During the year, jurisdictions in virtually every state initiated data-collection policies. The Denver Police Department began recording all traffic stops on June 1. Washington, D.C., Police Chief Charles H. Ramsey said in May that he would order the collection of data on traffic stops, after an audit of internal e-mail uncovered hundreds of messages in which racist or offensive language was used.
Data collection may be increasingly popular, but research says it offers no proof of wrongdoing by police agencies.
As of Nov. 1, Los Angeles police were required to fill out a form on each pedestrian or motorist they stopped. Using a black or blue pen, or a No. 2 pencil, they had to answer roughly a dozen questions, including the “apparent descent” of the person. In the coming year, it was estimated, LAPD officers would fill out roughly 750,000 data slips.

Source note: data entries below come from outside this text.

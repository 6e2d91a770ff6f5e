//! Elimination primitive and the incremental / full-recompute waves.

use std::sync::atomic::{AtomicBool, AtomicUsize, Ordering};

use nalgebra::DMatrix;
use rayon::prelude::*;
use rayon::ThreadPool;
use tracing::trace;

use crate::coeffs::CoefficientSet;
use crate::error::CapError;
use crate::space::{AffineSpace, Point};
use crate::util::combinations;

use super::types::ValiditySet;

/// Indices of every point Σ wᵢ·pᵢ for the weight tuples in `coeffs`.
///
/// `flat` holds at most d+1 points; a shorter flat is padded with its last
/// point, which spans the same affine hull.
pub fn eliminate(space: &AffineSpace, coeffs: &CoefficientSet, flat: &[&Point]) -> Vec<usize> {
    let gens = generator_matrix(space, coeffs.arity(), flat);
    space.combine_columns(&gens, coeffs.matrix())
}

fn generator_matrix(space: &AffineSpace, arity: usize, flat: &[&Point]) -> DMatrix<u64> {
    debug_assert!(!flat.is_empty() && flat.len() <= arity);
    let last = flat.len() - 1;
    DMatrix::from_fn(space.n(), arity, |r, c| flat[c.min(last)][r] as u64)
}

/// Counters over all waves an `Eliminator` has run.
#[derive(Clone, Copy, Debug, Default, PartialEq, Eq)]
pub struct WaveStats {
    pub waves: usize,
    pub tasks: usize,
}

/// Runs elimination waves for one (space, d) on a shared worker pool.
pub struct Eliminator<'a> {
    space: &'a AffineSpace,
    coeffs: &'a CoefficientSet,
    pool: &'a ThreadPool,
    inline_below: usize,
    waves: AtomicUsize,
    tasks: AtomicUsize,
}

impl<'a> Eliminator<'a> {
    /// Waves with fewer than `inline_below` tasks run on the calling thread.
    pub fn new(
        space: &'a AffineSpace,
        coeffs: &'a CoefficientSet,
        pool: &'a ThreadPool,
        inline_below: usize,
    ) -> Self {
        Self {
            space,
            coeffs,
            pool,
            inline_below,
            waves: AtomicUsize::new(0),
            tasks: AtomicUsize::new(0),
        }
    }

    pub fn stats(&self) -> WaveStats {
        WaveStats {
            waves: self.waves.load(Ordering::Relaxed),
            tasks: self.tasks.load(Ordering::Relaxed),
        }
    }

    /// Update for a cap whose last point is new.
    ///
    /// Pre: `parent` is correct for `cap[..len-1]`. Only flats through the last
    /// point are eliminated: each d-subset of the earlier points plus the last.
    pub fn update_incremental(
        &self,
        cap: &[Point],
        parent: &ValiditySet,
    ) -> Result<ValiditySet, CapError> {
        let Some(last) = cap.len().checked_sub(1) else {
            return Ok(parent.clone());
        };
        let flats: Vec<Vec<usize>> = combinations(last, self.coeffs.d())
            .into_iter()
            .map(|mut flat| {
                flat.push(last);
                flat
            })
            .collect();
        self.run_wave(cap, &flats, parent)
    }

    /// Update from scratch: the span of every subset of up to d+1 cap points.
    pub fn update_complete(
        &self,
        cap: &[Point],
        parent: &ValiditySet,
    ) -> Result<ValiditySet, CapError> {
        let top = cap.len().min(self.coeffs.arity());
        let flats: Vec<Vec<usize>> = (1..=top)
            .flat_map(|k| combinations(cap.len(), k))
            .collect();
        self.run_wave(cap, &flats, parent)
    }

    fn run_wave(
        &self,
        cap: &[Point],
        flats: &[Vec<usize>],
        parent: &ValiditySet,
    ) -> Result<ValiditySet, CapError> {
        if parent.len() != self.space.size() {
            return Err(CapError::DimensionMismatch {
                expected: self.space.size(),
                got: parent.len(),
            });
        }
        let mask = parent.to_shared();
        let mark = |flat: &Vec<usize>| -> Result<usize, CapError> {
            let points: Vec<&Point> = flat.iter().map(|&i| &cap[i]).collect();
            mark_flat(&mask, self.space, self.coeffs, &points)
        };
        let marked = if flats.len() < self.inline_below {
            flats.iter().map(&mark).sum::<Result<usize, CapError>>()?
        } else {
            self.pool
                .install(|| flats.par_iter().map(&mark).try_reduce(|| 0, |a, b| Ok(a + b)))?
        };
        // Each task marks exactly |coeffs| indices; a shortfall means a task was lost.
        let expected = flats.len() * self.coeffs.len();
        if marked != expected {
            return Err(CapError::IncompleteWave { expected, marked });
        }
        self.waves.fetch_add(1, Ordering::Relaxed);
        self.tasks.fetch_add(flats.len(), Ordering::Relaxed);
        trace!(cap = cap.len(), tasks = flats.len(), "wave");
        Ok(ValiditySet::from_shared(mask))
    }
}

/// One task: store `false` for every point of the flat's span.
///
/// Fails on an index outside `mask` instead of dropping it.
pub(super) fn mark_flat(
    mask: &[AtomicBool],
    space: &AffineSpace,
    coeffs: &CoefficientSet,
    flat: &[&Point],
) -> Result<usize, CapError> {
    let mut marked = 0;
    for index in eliminate(space, coeffs, flat) {
        let slot = mask.get(index).ok_or(CapError::IndexOutOfRange {
            index,
            size: mask.len(),
        })?;
        slot.store(false, Ordering::Relaxed);
        marked += 1;
    }
    Ok(marked)
}
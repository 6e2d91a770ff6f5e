//! Cap value type, the state-string encoding, and a brute-force verifier.
//!
//! The state string is the contract with visual front ends: one '0'/'1' per
//! point in index order, '1' for cap members.
//!
//! The verifier checks the cap property directly (rank of difference vectors
//! mod q), without the weight tuples the search eliminates with.

use crate::error::CapError;
use crate::space::{AffineSpace, Point};
use crate::util::{combinations, rank_mod};

/// An ordered set of points, in the order the search appended them.
#[derive(Clone, Debug, PartialEq, Eq)]
pub struct Cap {
    points: Vec<Point>,
}

impl Cap {
    pub fn new(points: Vec<Point>) -> Self {
        Self { points }
    }

    #[inline]
    pub fn len(&self) -> usize {
        self.points.len()
    }

    #[inline]
    pub fn is_empty(&self) -> bool {
        self.points.is_empty()
    }

    #[inline]
    pub fn points(&self) -> &[Point] {
        &self.points
    }

    /// Point indices in cap order.
    pub fn indices(&self, space: &AffineSpace) -> Vec<usize> {
        self.points.iter().map(|p| space.point_to_index(p)).collect()
    }

    /// '0'/'1' per point of `space`, in index order.
    pub fn to_state_string(&self, space: &AffineSpace) -> String {
        let mut bits = vec![b'0'; space.size()];
        for i in self.indices(space) {
            bits[i] = b'1';
        }
        bits.into_iter().map(char::from).collect()
    }

    /// Parse a state string; a short string is padded with '0'.
    pub fn from_state_string(space: &AffineSpace, state: &str) -> Result<Self, CapError> {
        if state.len() > space.size() {
            return Err(CapError::state(format!(
                "{} symbols for a space of {} points",
                state.len(),
                space.size()
            )));
        }
        let mut points = Vec::new();
        for (i, ch) in state.chars().enumerate() {
            match ch {
                '0' => {}
                '1' => points.push(space.index_to_point(i)),
                other => {
                    return Err(CapError::state(format!(
                        "unexpected symbol {other:?} at {i}"
                    )))
                }
            }
        }
        Ok(Self { points })
    }

    /// Lift a cap of F_q^(n-1) into `space` by appending a zero coordinate.
    pub fn embed_into(&self, space: &AffineSpace) -> Option<Self> {
        self.points
            .iter()
            .map(|p| space.embed_lower(p))
            .collect::<Option<Vec<_>>>()
            .map(Self::new)
    }

    /// Positions of d+2 cap points lying on a common d-flat, if any.
    pub fn forbidden_flat(&self, space: &AffineSpace, d: usize) -> Option<Vec<usize>> {
        let q = space.q() as u64;
        combinations(self.len(), d + 2).into_iter().find(|subset| {
            let base = &self.points[subset[0]];
            let rows: Vec<Vec<u64>> = subset[1..]
                .iter()
                .map(|&i| {
                    self.points[i]
                        .iter()
                        .zip(base.iter())
                        .map(|(&a, &b)| (a as u64 + q - b as u64) % q)
                        .collect()
                })
                .collect();
            rank_mod(rows, q) <= d
        })
    }

    /// True when no d+2 points lie on a common d-flat.
    pub fn is_cap(&self, space: &AffineSpace, d: usize) -> bool {
        self.forbidden_flat(space, d).is_none()
    }
}
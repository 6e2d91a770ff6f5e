//! Maximum caps of the SET plane, F_3^2, printed as state strings.
//!
//! Run with `cargo run -p capsearch --example set_plane`.

use capsearch::{find_maximum_caps, AffineSpace, SearchCfg};

fn main() {
    let space = AffineSpace::new(3, 2).expect("3 is prime");
    let out = find_maximum_caps(space, 1, SearchCfg::default()).expect("search F_3^2");
    println!(
        "{} caps of size {} ({} nodes, {} waves)",
        out.maximal.len(),
        out.best.len(),
        out.stats.nodes,
        out.stats.waves
    );
    for cap in &out.maximal {
        println!("{}  {:?}", cap.to_state_string(&space), cap.indices(&space));
    }
}
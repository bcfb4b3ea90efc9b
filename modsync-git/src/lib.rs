//! # modsync-git
//!
//! Read-only repository access for the sync engine.
//!
//! The engine talks to a repository through the [`Repository`] and
//! [`StorageProvider`] traits. [`GitRepository`] implements both on top of
//! `git2`; [`MemoryRepository`] implements both over an in-memory commit graph.

pub mod error;
pub mod git;
pub mod memory;
pub mod repository;

pub use error::RepoError;
pub use git::GitRepository;
pub use memory::MemoryRepository;
pub use repository::{Repository, StorageProvider, REMOTE};
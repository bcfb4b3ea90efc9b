//! Error types for modsync-sync.

use std::path::PathBuf;

use thiserror::Error;

use modsync_core::{GitHash, ModuleIdentity};
use modsync_git::RepoError;

use crate::collaborators::BoxError;

/// Every way a sync run can terminate early.
///
/// Recoverable per-commit defects never show up here unless the
/// [`ErrorHandler`](crate::ErrorHandler) chose to abort.
#[derive(Debug, Error)]
pub enum SyncError {
    /// Two modules share the same string form.
    #[error("duplicate module {0}")]
    DuplicateModule(String),

    /// Repository or storage access failed.
    #[error("repository error: {0}")]
    Repository(#[from] RepoError),

    #[error(
        "default branch mismatch for module {module}: registry has {remote:?}, repository has {local:?}"
    )]
    DefaultBranchMismatch {
        module: ModuleIdentity,
        local: String,
        remote: String,
    },

    #[error("resolve sync point for module {module} on branch {branch}: {source}")]
    Resolver {
        module: ModuleIdentity,
        branch: String,
        #[source]
        source: BoxError,
    },

    #[error("check synced commits for module {module}: {source}")]
    Checker {
        module: ModuleIdentity,
        #[source]
        source: BoxError,
    },

    #[error("get default branch for module {module}: {source}")]
    DefaultBranchGetter {
        module: ModuleIdentity,
        #[source]
        source: BoxError,
    },

    /// The sink refused a module commit. Always fatal.
    #[error("sync {module} at {commit}: {source}")]
    Sink {
        module: ModuleIdentity,
        commit: GitHash,
        #[source]
        source: BoxError,
    },

    /// The error handler chose to abort.
    #[error("sync aborted at module {module}: {source}")]
    Aborted {
        module: String,
        #[source]
        source: BoxError,
    },

    #[error("sync cancelled")]
    Cancelled,
}

/// All errors that can arise from the local registry.
#[derive(Debug, Error)]
pub enum RegistryError {
    /// An I/O error, with annotated path for context.
    #[error("I/O error at {path}: {source}")]
    Io {
        path: PathBuf,
        #[source]
        source: std::io::Error,
    },

    #[error("registry JSON error at {path}: {source}")]
    Json {
        path: PathBuf,
        #[source]
        source: serde_json::Error,
    },

    #[error("module {0} not found in registry")]
    ModuleNotFound(ModuleIdentity),

    #[error("module {0} already exists in registry")]
    ModuleExists(ModuleIdentity),
}

/// Convenience constructor for [`RegistryError::Io`].
pub(crate) fn io_err(path: impl Into<PathBuf>, source: std::io::Error) -> RegistryError {
    RegistryError::Io {
        path: path.into(),
        source,
    }
}
//! Error types for modsync-git.

use std::path::PathBuf;

use thiserror::Error;

use modsync_core::{GitHash, HashError};

/// All errors that can arise from repository access.
#[derive(Debug, Error)]
pub enum RepoError {
    #[error("failed to open repository at {path}: {source}")]
    Open {
        path: PathBuf,
        #[source]
        source: git2::Error,
    },

    /// The object store has no commit with this hash.
    #[error("object {0} not found")]
    ObjectNotFound(GitHash),

    #[error("remote branch {remote}/{branch} not found")]
    NoRemoteBranch { remote: &'static str, branch: String },

    #[error("remote {0} has no default branch (refs/remotes/{0}/HEAD is not set)")]
    NoDefaultBranch(&'static str),

    #[error("HEAD is not attached to a branch")]
    DetachedHead,

    #[error("invalid object name: {0}")]
    Hash(#[from] HashError),

    #[error("git operation failed: {0}")]
    Git(#[from] git2::Error),
}

impl RepoError {
    /// True for the "hash absent from the object store" outcome.
    pub fn is_not_found(&self) -> bool {
        matches!(self, RepoError::ObjectNotFound(_))
    }
}
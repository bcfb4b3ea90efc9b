//! `modsync sync`: push unsynced module commits to the local registry.

use std::fmt;
use std::io::{self, Write};
use std::path::PathBuf;
use std::str::FromStr;

use anyhow::{bail, Context, Result};
use clap::Args;
use serde_json::json;

use modsync_core::{
    BuildError, Commit, GitHash, Module, ModuleCommit, ModuleConfigError, ModuleIdentity,
};
use modsync_git::{GitRepository, Repository};
use modsync_sync::{
    AncestryPolicy, BoxError, CancelToken, ErrorHandler, GitSyncPoint, LocalRegistry,
    LoggingErrorHandler, RegistryError, SyncPointError, Syncer, Visibility,
};

/// Arguments for `modsync sync`.
#[derive(Args, Debug)]
pub struct SyncArgs {
    /// Repository to sync; any directory inside the work tree.
    #[arg(long, default_value = ".")]
    pub repo: PathBuf,

    /// Local registry directory [default: ~/.modsync/registry].
    #[arg(long)]
    pub registry_dir: Option<PathBuf>,

    /// Module to sync, as `<dir>:<identity>`. Repeat for several modules.
    #[arg(long = "module", value_name = "DIR:IDENTITY")]
    pub modules: Vec<ModuleArg>,

    /// Sync every remote-tracking branch, default branch first.
    #[arg(long)]
    pub all_branches: bool,

    /// Create modules that do not exist in the registry yet.
    #[arg(long)]
    pub create: bool,

    /// Visibility of created modules: public or private.
    #[arg(long, value_name = "VISIBILITY")]
    pub create_visibility: Option<Visibility>,

    /// How recoverable errors are reported: text or json.
    #[arg(long, default_value = "text")]
    pub error_format: ErrorFormat,

    /// Deliver commits reachable through every merge parent, not only the first.
    #[arg(long)]
    pub topological: bool,

    /// Follow symlinks that stay inside the repository.
    #[arg(long)]
    pub follow_symlinks: bool,
}

// ---------------------------------------------------------------------------
// Argument types
// ---------------------------------------------------------------------------

/// `<dir>:<identity>`, parsed into a [`Module`] with an identity override.
#[derive(Debug, Clone)]
pub struct ModuleArg(pub Module);

impl FromStr for ModuleArg {
    type Err = String;

    fn from_str(s: &str) -> std::result::Result<Self, Self::Err> {
        let (dir, identity) = s
            .split_once(':')
            .ok_or_else(|| format!("module '{s}' must be <dir>:<identity>"))?;
        let identity = identity.parse().map_err(|e| format!("{e}"))?;
        Module::new(dir, Some(identity))
            .map(Self)
            .map_err(|e| e.to_string())
    }
}

#[derive(Debug, Clone, Copy, Default, PartialEq, Eq)]
pub enum ErrorFormat {
    #[default]
    Text,
    Json,
}

impl FromStr for ErrorFormat {
    type Err = String;

    fn from_str(s: &str) -> std::result::Result<Self, Self::Err> {
        match s.to_ascii_lowercase().as_str() {
            "text" => Ok(Self::Text),
            "json" => Ok(Self::Json),
            other => Err(format!(
                "unknown error format '{other}'; expected: text, json"
            )),
        }
    }
}

impl fmt::Display for ErrorFormat {
    fn fmt(&self, f: &mut fmt::Formatter<'_>) -> fmt::Result {
        match self {
            Self::Text => f.write_str("text"),
            Self::Json => f.write_str("json"),
        }
    }
}

// ---------------------------------------------------------------------------
// run
// ---------------------------------------------------------------------------

impl SyncArgs {
    pub fn run(self) -> Result<()> {
        let create = self.create_visibility()?;
        if self.modules.is_empty() {
            tracing::info!("no modules to sync");
            return Ok(());
        }

        let registry_dir = match self.registry_dir {
            Some(dir) => dir,
            None => crate::default_registry_dir()?,
        };
        let mut repo = GitRepository::discover(&self.repo)
            .with_context(|| format!("failed to open repository at {}", self.repo.display()))?;
        if self.follow_symlinks {
            repo = repo.with_symlinks();
        }
        let registry = LocalRegistry::new(registry_dir);
        let handler = CliErrorHandler {
            format: self.error_format,
        };
        let ancestry = if self.topological {
            AncestryPolicy::Topological
        } else {
            AncestryPolicy::FirstParent
        };

        let mut builder = Syncer::builder(&repo, &repo, &handler)
            .resumption(&registry)
            .commit_checker(&registry)
            .default_branch_getter(&registry)
            .all_branches(self.all_branches)
            .ancestry(ancestry);
        for module in self.modules {
            builder = builder.module(module.0);
        }
        let syncer = builder.build()?;

        let cancel = CancelToken::new();
        cancel_on_ctrl_c(cancel.clone());

        syncer
            .sync(&cancel, |module_commit| {
                let point = push_or_create(&registry, &repo, &module_commit, create)?;
                write_pushed(&mut io::stderr(), &point, &module_commit.identity)?;
                Ok(())
            })
            .context("sync failed")?;
        Ok(())
    }

    /// Visibility for created modules, or `None` when creation is off.
    fn create_visibility(&self) -> Result<Option<Visibility>> {
        match (self.create, self.create_visibility) {
            (true, Some(visibility)) => Ok(Some(visibility)),
            (true, None) => bail!("--create requires --create-visibility"),
            (false, Some(_)) => bail!("--create-visibility requires --create"),
            (false, None) => Ok(None),
        }
    }
}

/// Push, creating the module first when it is missing and creation is on.
fn push_or_create(
    registry: &LocalRegistry,
    repo: &GitRepository,
    module_commit: &ModuleCommit,
    create: Option<Visibility>,
) -> std::result::Result<GitSyncPoint, BoxError> {
    match (registry.push(module_commit), create) {
        (Err(RegistryError::ModuleNotFound(identity)), Some(visibility)) => {
            registry.create(&identity, visibility, &repo.default_branch()?)?;
            Ok(registry.push(module_commit)?)
        }
        (Err(RegistryError::ModuleNotFound(identity)), None) => Err(format!(
            "module {identity} does not exist in the registry; rerun with --create"
        )
        .into()),
        (result, _) => Ok(result?),
    }
}

/// `<branch>:<git-hash> -> <identity>:<commit-name>`
fn write_pushed(
    out: &mut dyn Write,
    point: &GitSyncPoint,
    identity: &ModuleIdentity,
) -> io::Result<()> {
    writeln!(
        out,
        "{}:{} -> {}:{}",
        point.branch, point.git_commit_hash, identity, point.commit_name
    )
}

/// Cancel `token` on the first Ctrl-C.
fn cancel_on_ctrl_c(token: CancelToken) {
    std::thread::spawn(move || {
        let runtime = match tokio::runtime::Builder::new_current_thread()
            .enable_all()
            .build()
        {
            Ok(runtime) => runtime,
            Err(e) => {
                tracing::warn!("Ctrl-C handling unavailable: {e}");
                return;
            }
        };
        runtime.block_on(async {
            if tokio::signal::ctrl_c().await.is_ok() {
                tracing::warn!("interrupted; stopping before the next module");
                token.cancel();
            }
        });
    });
}

// ---------------------------------------------------------------------------
// Error handler
// ---------------------------------------------------------------------------

/// Reports skipped commits as log warnings or JSON lines on stderr.
struct CliErrorHandler {
    format: ErrorFormat,
}

impl CliErrorHandler {
    fn report(
        &self,
        kind: &str,
        module: &Module,
        commit: &GitHash,
        error: &dyn fmt::Display,
    ) -> io::Result<()> {
        match self.format {
            ErrorFormat::Text => {
                tracing::warn!("{kind}: module={module} commit={commit} error={error}");
                Ok(())
            }
            ErrorFormat::Json => writeln!(
                io::stderr(),
                "{}",
                json!({
                    "kind": kind,
                    "module": module.to_string(),
                    "commit": commit.as_str(),
                    "error": error.to_string(),
                })
            ),
        }
    }
}

impl ErrorHandler for CliErrorHandler {
    fn invalid_module_config(
        &self,
        module: &Module,
        commit: &Commit,
        err: &ModuleConfigError,
    ) -> std::result::Result<(), BoxError> {
        Ok(self.report("invalid_module_config", module, &commit.hash, err)?)
    }

    fn build_failure(
        &self,
        module: &Module,
        commit: &Commit,
        err: &BuildError,
    ) -> std::result::Result<(), BoxError> {
        Ok(self.report("build_failure", module, &commit.hash, err)?)
    }

    fn invalid_sync_point(
        &self,
        module: &Module,
        branch: &str,
        sync_point: &GitHash,
        err: &SyncPointError,
    ) -> std::result::Result<(), BoxError> {
        LoggingErrorHandler.invalid_sync_point(module, branch, sync_point, err)
    }
}

#[cfg(test)]
mod tests {
    use super::*;

    #[test]
    fn module_arg_needs_identity() {
        let err = "proto".parse::<ModuleArg>().unwrap_err();
        assert!(err.contains("<dir>:<identity>"), "got: {err}");
    }

    #[test]
    fn module_arg_normalizes_dir() {
        let arg: ModuleArg = "./proto/:buf.build/acme/petapis".parse().unwrap();
        assert_eq!(arg.0.to_string(), "proto:buf.build/acme/petapis");
    }

    #[test]
    fn module_arg_rejects_bad_identity() {
        assert!("proto:petapis".parse::<ModuleArg>().is_err());
    }

    fn sync_point() -> GitSyncPoint {
        GitSyncPoint {
            branch: "main".to_owned(),
            git_commit_hash: GitHash::from_hex(&"ab".repeat(20)).unwrap(),
            commit_name: "0123abcd".to_owned(),
        }
    }

    #[test]
    fn pushed_line_names_branch_hash_and_commit() {
        let identity: ModuleIdentity = "buf.build/acme/petapis".parse().unwrap();
        let mut out = Vec::new();
        write_pushed(&mut out, &sync_point(), &identity).unwrap();
        assert_eq!(
            String::from_utf8(out).unwrap(),
            format!("main:{} -> buf.build/acme/petapis:0123abcd\n", "ab".repeat(20))
        );
    }

    struct ClosedPipe;

    impl Write for ClosedPipe {
        fn write(&mut self, _: &[u8]) -> io::Result<usize> {
            Err(io::ErrorKind::BrokenPipe.into())
        }

        fn flush(&mut self) -> io::Result<()> {
            Ok(())
        }
    }

    #[test]
    fn pushed_line_write_failure_is_returned() {
        let identity: ModuleIdentity = "buf.build/acme/petapis".parse().unwrap();
        let err = write_pushed(&mut ClosedPipe, &sync_point(), &identity).unwrap_err();
        assert_eq!(err.kind(), io::ErrorKind::BrokenPipe);
    }

    #[test]
    fn error_format_parses_case_insensitively() {
        assert_eq!("JSON".parse::<ErrorFormat>().unwrap(), ErrorFormat::Json);
        assert!("yaml".parse::<ErrorFormat>().is_err());
    }
}
//! Branch selection.

use modsync_git::{RepoError, Repository, REMOTE};

use crate::error::SyncError;

/// Pick the branches to sync, in processing order.
///
/// In single-branch mode this is the checked-out branch, provided it has a
/// remote-tracking ref. In all-branches mode it is the remote's default branch
/// followed by every other remote-tracking branch by name.
pub(crate) fn select_branches(
    repo: &dyn Repository,
    all_branches: bool,
) -> Result<Vec<String>, SyncError> {
    let remote_branches = repo.remote_branches()?;
    if !all_branches {
        let current = repo.current_branch()?;
        if !remote_branches.contains(&current) {
            tracing::warn!(
                "branch {current} has no remote-tracking ref under {REMOTE}; nothing to sync"
            );
            return Ok(Vec::new());
        }
        return Ok(vec![current]);
    }

    let default = repo.default_branch()?;
    if !remote_branches.contains(&default) {
        return Err(RepoError::NoRemoteBranch {
            remote: REMOTE,
            branch: default,
        }
        .into());
    }
    let mut others: Vec<String> = remote_branches
        .into_iter()
        .filter(|b| *b != default)
        .collect();
    others.sort();

    let mut branches = Vec::with_capacity(others.len() + 1);
    branches.push(default);
    branches.extend(others);
    Ok(branches)
}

In New York City, statistics on black victims and suspects that were never before made available were posted on the police department’s Web site in May. According to data from 1998 through 2000, blacks accounted for 40 percent of crime victims in 2000, 60 percent of the suspects identified by victims, and 49 percent of those stopped on the street by police. They also made up 55 percent of arrests.
Law enforcement agencies resisted pressure in the aftermath of Sept. 11 to begin profiling those of Middle-Eastern ethnicity. According to polls taken in the days following the attacks, 68 percent of those queried by The Los Angeles Times said they favored police “randomly stopping people who may fit the profile of suspected terrorists.” Another survey, by CNN/USA Today/Gallup, found that 49 percent favored special identification cards for “such people,” and 32 percent endorsed “special surveillance” for them.”
Around the nation, other incidents involving racial profiling or the perception of it included:
A survey by The Tulsa World in May which found more than one-third of people stopped in 11 Oklahoma counties that were heavily patrolled for drugs were black or Hispanic, although the populations there were overwhelmingly white. In Mayes County, where blacks account for just 1 percent of residents, 12 percent of those stopped by state troopers were African American. The newspaper studied more than 34,000 warning tickets issued between 1996 through 2000.
Members of Michigan’s Arab-American community are often detained at airports and at the Canadian border, according to a report released in May by the Michigan Advisory Committee to the U.S. Commission on Civil Rights. Muslim women, the report said, are often harassed, fired from work or denied interviews when they wear traditional clothes.
A report using data collected from law enforcement agencies throughout Rhode Island from Jan. 15 through the end of March found that blacks were twice as likely to be searched and released as whites during a routine traffic stop, and three times as likely as whites to be searched and arrested.
According to the third report by an independent monitor appointed under a 1999 consent decree between the Justice Department and the state of New Jersey, the percentage of blacks and Hispanics arrested on the New Jersey Turnpike was back up to 1997 and 1998 levels - the same rate as before state police officials admitted to racial profiling. The data came from 441 videotapes of traffic stops. Monitors found six “problematic” incidents involving the excessive questioning of subjects and unprofessional questioning.
In April, California Highway Patrol Commissioner D.O. “Spike” Helmick temporarily banned officers from conducting consent searches. The order was said to be unrelated to a pending lawsuit brought by the ACLU against the agency in 1999 or concerns over racial profiling. A review of CHP traffic stops, Helmick said, found that the number of consent searches was minuscule compared to the number of stops made by officers. However, with the public questioning the practice, they seemed unnecessary, he said.